China’s industrial production grew the least since 2009 in April, retail sales rose less than estimated and inflation was below target, boosting speculation Premier Wen Jiabao will take steps to stimulate the economy.
Output increased 9.3 percent from a year earlier, lower than all 32 estimates in a Bloomberg News survey and the biggest negative surprise in two years, data compiled by Bloomberg show. Consumer prices rose 3.4 percent from a year earlier, the National Bureau of Statistics said today, staying below the annual goal for the third month.
“This set of data will definitely force the government’s hand to ease,” said Yao Wei, China economist for Societe Generale SA in Hong Kong. A cut in the reserve ratio may happen “any minute now,” and “more fiscal easing is also highly likely,” Yao said.
China’s retail sales in April gained 14.1 percent from a year earlier, the least since February 2009, compared with estimates of 15.1 percent and March’s 15.2 percent increase. Fixed-asset investment excluding rural households rose 20.2 percent in the first four months of the year, the lowest for the period since 2001, compared with forecasts for a 20.5 percent gain.

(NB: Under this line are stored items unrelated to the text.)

use crate::MockError;
use alloy::primitives::{Address, B256};
use std::{
    collections::HashMap,
    sync::{Arc, Mutex},
};
use volley_planner::WorldOracle;
use volley_types::{Coords, Entity, EntityId, EntityKind, PendingAction};

/// Entity id made of one repeated byte.
pub const fn entity_id(byte: u8) -> EntityId {
    B256::repeat_byte(byte)
}

/// An unowned tier 1 planet at `(x, y)`, with an empty resource pool.
///
/// Override fields with struct update syntax.
pub const fn planet(byte: u8, x: i64, y: i64) -> Entity {
    Entity {
        id: entity_id(byte),
        coords: Coords::new(x, y),
        resource: 0,
        resource_cap: 100,
        defense: 0,
        tier: 1,
        kind: EntityKind::Planet,
        owner: Address::ZERO,
    }
}

/// An in-memory [`WorldOracle`].
///
/// Candidate queries ignore the radius and return every known entity other
/// than the source, in insertion order. Required commitments default to the
/// requested arrival amount unless overridden per target.
#[derive(Debug, Clone, Default)]
pub struct MockOracle {
    entities: Vec<Entity>,
    outbound: Vec<PendingAction>,
    inbound: Vec<PendingAction>,
    arrivals: Vec<PendingAction>,
    commitments: HashMap<EntityId, f64>,
    failure: Option<String>,
    estimates: Arc<Mutex<Vec<EntityId>>>,
}

impl MockOracle {
    /// Create an empty oracle.
    pub fn new() -> Self {
        Self::default()
    }

    /// Add an entity.
    pub fn with_entity(mut self, entity: Entity) -> Self {
        self.entities.push(entity);
        self
    }

    /// Add an unconfirmed action departing its source.
    pub fn with_outbound(mut self, action: PendingAction) -> Self {
        self.outbound.push(action);
        self
    }

    /// Add an unconfirmed action headed to its target.
    pub fn with_inbound(mut self, action: PendingAction) -> Self {
        self.inbound.push(action);
        self
    }

    /// Add a confirmed action that has not landed yet.
    pub fn with_arrival(mut self, action: PendingAction) -> Self {
        self.arrivals.push(action);
        self
    }

    /// Fix the required commitment for `target`.
    pub fn with_commitment(mut self, target: EntityId, required: f64) -> Self {
        self.commitments.insert(target, required);
        self
    }

    /// Fail every query with `message`.
    pub fn failing(mut self, message: &str) -> Self {
        self.failure = Some(message.to_string());
        self
    }

    /// Targets the oracle was asked to estimate, in call order.
    pub fn estimates(&self) -> Vec<EntityId> {
        self.estimates.lock().unwrap().clone()
    }

    fn check(&self) -> Result<(), MockError> {
        match &self.failure {
            Some(message) => Err(MockError::new(message.clone())),
            None => Ok(()),
        }
    }

    fn matching(actions: &[PendingAction], f: impl Fn(&PendingAction) -> bool) -> Vec<PendingAction> {
        actions.iter().filter(|action| f(action)).copied().collect()
    }
}

impl WorldOracle for MockOracle {
    type Error = MockError;

    async fn entity(&self, id: EntityId) -> Result<Option<Entity>, Self::Error> {
        self.check()?;
        Ok(self.entities.iter().find(|entity| entity.id == id).cloned())
    }

    async fn query_candidates(
        &self,
        source: EntityId,
        _radius_percent: u8,
    ) -> Result<Vec<Entity>, Self::Error> {
        self.check()?;
        Ok(self.entities.iter().filter(|entity| entity.id != source).cloned().collect())
    }

    async fn unconfirmed_outbound(
        &self,
        source: EntityId,
    ) -> Result<Vec<PendingAction>, Self::Error> {
        self.check()?;
        Ok(Self::matching(&self.outbound, |action| action.source == source))
    }

    async fn unconfirmed_inbound(
        &self,
        target: EntityId,
    ) -> Result<Vec<PendingAction>, Self::Error> {
        self.check()?;
        Ok(Self::matching(&self.inbound, |action| action.target == target))
    }

    async fn pending_arrivals(&self, target: EntityId) -> Result<Vec<PendingAction>, Self::Error> {
        self.check()?;
        Ok(Self::matching(&self.arrivals, |action| action.target == target))
    }

    async fn estimate_required_commitment(
        &self,
        _source: EntityId,
        target: EntityId,
        arrival: f64,
    ) -> Result<f64, Self::Error> {
        self.check()?;
        self.estimates.lock().unwrap().push(target);
        Ok(self.commitments.get(&target).copied().unwrap_or(arrival))
    }
}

The benchmark Shanghai Composite Index (SHCOMP) fell 0.5 percent today as of 2:23 p.m. local time after touching a two-week low. China’s one-year interest-rate swap was set for the biggest weekly decline in five months.

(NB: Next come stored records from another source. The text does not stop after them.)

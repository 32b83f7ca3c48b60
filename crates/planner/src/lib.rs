//! Volley capture planner.
//!
//! Scores candidate targets around a source entity, then greedily spends a
//! resource budget on the closest ones that still need capturing.

#![warn(
    missing_copy_implementations,
    missing_debug_implementations,
    missing_docs,
    unreachable_pub,
    clippy::missing_const_for_fn,
    rustdoc::all
)]
#![cfg_attr(not(test), warn(unused_crate_dependencies))]
#![deny(unused_must_use, rust_2018_idioms)]
#![cfg_attr(docsrs, feature(doc_cfg))]

mod allocator;
pub use allocator::{allocate, capture_budget, required_arrival, BudgetLedger};

mod error;
pub use error::PlanError;

mod filter;
pub use filter::{filter_candidates, find_candidates};

mod planner;
pub use planner::Planner;

mod traits;
pub use traits::WorldOracle;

A separate Ministry of Finance report today showed China’s April fiscal revenue rose 6.9 percent from a year earlier, compared with an 18.7 percent gain in March.

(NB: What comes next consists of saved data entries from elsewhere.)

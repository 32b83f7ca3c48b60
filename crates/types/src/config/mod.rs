//! Runtime configuration loaded from the environment.

mod error;
pub use error::ConfigError;

/// Helpers for reading trimmed values from the process environment.
pub mod env_utils;

use alloy::primitives::Address;
use std::time::Duration;
use volley_constants::{
    ChainConstants, DEFAULT_GAS_PRICE, DEFAULT_POLL_INTERVAL_MS, DEFAULT_SLOT_WIDTH,
};

/// Chain preset name. Defaults to `gnosis`.
pub const CHAIN_ENV: &str = "VOLLEY_CHAIN";
/// Settlement RPC override.
pub const RPC_URL_ENV: &str = "VOLLEY_RPC_URL";
/// Relay URL override.
pub const RELAY_URL_ENV: &str = "VOLLEY_RELAY_URL";
/// Address of the core game contract. Required.
pub const CORE_CONTRACT_ENV: &str = "VOLLEY_CORE_CONTRACT";
/// Number of slots a bundle is raced into.
pub const SLOT_WIDTH_ENV: &str = "VOLLEY_SLOT_WIDTH";
/// Default gas price in wei.
pub const GAS_PRICE_ENV: &str = "VOLLEY_GAS_PRICE";
/// Relay poll interval in milliseconds.
pub const POLL_INTERVAL_ENV: &str = "VOLLEY_POLL_INTERVAL_MS";

/// Everything a round needs to know about its surroundings.
#[derive(Debug, Clone, PartialEq, Eq)]
pub struct VolleyConfig {
    /// Chain identity and endpoints.
    pub chain: ChainConstants,
    /// Address of the core game contract.
    pub core_contract: Address,
    /// Number of consecutive future slots a bundle is raced into.
    pub slot_width: u64,
    /// Gas price applied to transactions that do not carry one.
    pub default_gas_price: u128,
    /// How often the relay client polls for a new block.
    pub poll_interval: Duration,
}

impl VolleyConfig {
    /// Create a configuration with default round settings.
    pub const fn new(chain: ChainConstants, core_contract: Address) -> Self {
        Self {
            chain,
            core_contract,
            slot_width: DEFAULT_SLOT_WIDTH,
            default_gas_price: DEFAULT_GAS_PRICE,
            poll_interval: Duration::from_millis(DEFAULT_POLL_INTERVAL_MS),
        }
    }

    /// Load the configuration from the environment.
    ///
    /// Only [`CORE_CONTRACT_ENV`] is required; everything else falls back to
    /// the chain preset or the crate defaults.
    pub fn from_env() -> Result<Self, ConfigError> {
        let chain = match env_utils::load_string_opt(CHAIN_ENV) {
            Some(name) => name.parse::<ChainConstants>()?,
            None => ChainConstants::gnosis(),
        };
        let chain = match env_utils::load_url_opt(RPC_URL_ENV) {
            Some(url) => chain.with_rpc_url(url),
            None => chain,
        };
        let chain = match env_utils::load_url_opt(RELAY_URL_ENV) {
            Some(url) => chain.with_relay_url(url),
            None => chain,
        };

        let mut config = Self::new(chain, env_utils::load_address(CORE_CONTRACT_ENV)?);

        if let Some(width) = env_utils::load_u64_opt(SLOT_WIDTH_ENV)? {
            config = config.with_slot_width(width);
        }
        if let Some(price) = env_utils::load_u128_opt(GAS_PRICE_ENV)? {
            config.default_gas_price = price;
        }
        if let Some(ms) = env_utils::load_u64_opt(POLL_INTERVAL_ENV)? {
            config.poll_interval = Duration::from_millis(ms);
        }

        config.validate()?;
        Ok(config)
    }

    /// Set the slot width.
    pub const fn with_slot_width(mut self, slot_width: u64) -> Self {
        self.slot_width = slot_width;
        self
    }

    /// Set the default gas price.
    pub const fn with_default_gas_price(mut self, gas_price: u128) -> Self {
        self.default_gas_price = gas_price;
        self
    }

    /// Set the relay poll interval.
    pub const fn with_poll_interval(mut self, interval: Duration) -> Self {
        self.poll_interval = interval;
        self
    }

    /// Reject settings no round can run with.
    pub fn validate(&self) -> Result<(), ConfigError> {
        if self.slot_width == 0 {
            return Err(ConfigError::Invalid { key: SLOT_WIDTH_ENV, reason: "must be at least 1" });
        }
        if self.poll_interval.is_zero() {
            return Err(ConfigError::Invalid {
                key: POLL_INTERVAL_ENV,
                reason: "must be greater than zero",
            });
        }
        Ok(())
    }
}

The People’s Bank of China has held off for more than two months in adding to the two reductions in banks’ reserve requirement ratio after the latest cut in February.
It is “really urgent to conduct more monetary easing and fiscal stimulus policy,” said Banny Lam, head of global economic research at CCB International Securities Ltd., a unit of China Construction Bank, one of the four large state-owned banks.
Lam said he expects a 50-basis-point cut in banks’ reserve- requirement ratios before the end of May. The central bank may lower the ratio this weekend or at latest by next weekend, said Chen Liqiu, a strategist at Jianghai Securities Co. in Shanghai.
Consumer price inflation matched the median estimate in a Bloomberg News survey of 35 economists and compares with the government’s 4 percent annual goal.
The increase in food prices slowed to 7 percent last month from a year earlier, while costs fell 0.9 percent from the previous month, the statistics bureau said.
The producer-price index dropped 0.7 percent in April from a year earlier after declining 0.3 percent in March, the statistics bureau said, the first back-to-back decline since 2009. Prices rose 0.2 percent in April from March, the report showed.
China needs to pay attention to upside price risks, the People’s Bank of China said in its first-quarter monetary policy report published yesterday. “Although overall price gains are staying on a moderating trend, they are not yet stable,” the central bank said.
The economy expanded 8.1 percent in the first three months from a year earlier, the fifth quarterly deceleration and the slowest pace in almost three years, as Wen’s crackdown on the property market cooled domestic demand and Europe’s debt crisis crimped overseas sales.
The nation’s exports and imports both rose less than estimated in April, a customs bureau report showed yesterday.
Elsewhere in Asia, Malaysia’s central bank is forecast today to hold its benchmark interest rate at 3 percent, while Sri Lanka may raise its repurchase rate to 8 percent from 7.74 percent, according to surveys of economists.
In Europe, Germany’s consumer price index rose 0.2 percent in April from a month earlier, compared with 0.3 percent in March. Spanish consumer inflation may have slowed to 1.1 percent in April from the prior month.
In the U.S., producer prices in April were probably unchanged for a second straight month, with core wholesale prices gaining 0.2 percent from March after a 0.3 percent increase the previous month, a survey of economists showed.
Sany Heavy Industry Co., China’s biggest maker of excavators, may cut its unit-sales forecast for this year as government efforts to curb property speculation slow construction. “Given the weak market, I think there’s a need to adjust our sales target,” Xiang Ru’an, the company’s vice president, said in a May 5 phone interview.
China’s power output in April grew 0.7 percent from a year earlier, the slowest pace for a non-Lunar New Year month in almost three years. It increased 7.2 percent in March.
“To see the number so sharply down, I think the problem of macro issues comes into question,” said Michael Parker, an analyst at Sanford C. Bernstein & Co. in Hong Kong. “It’s closely linked to the economy. This is certainly not a good sign.”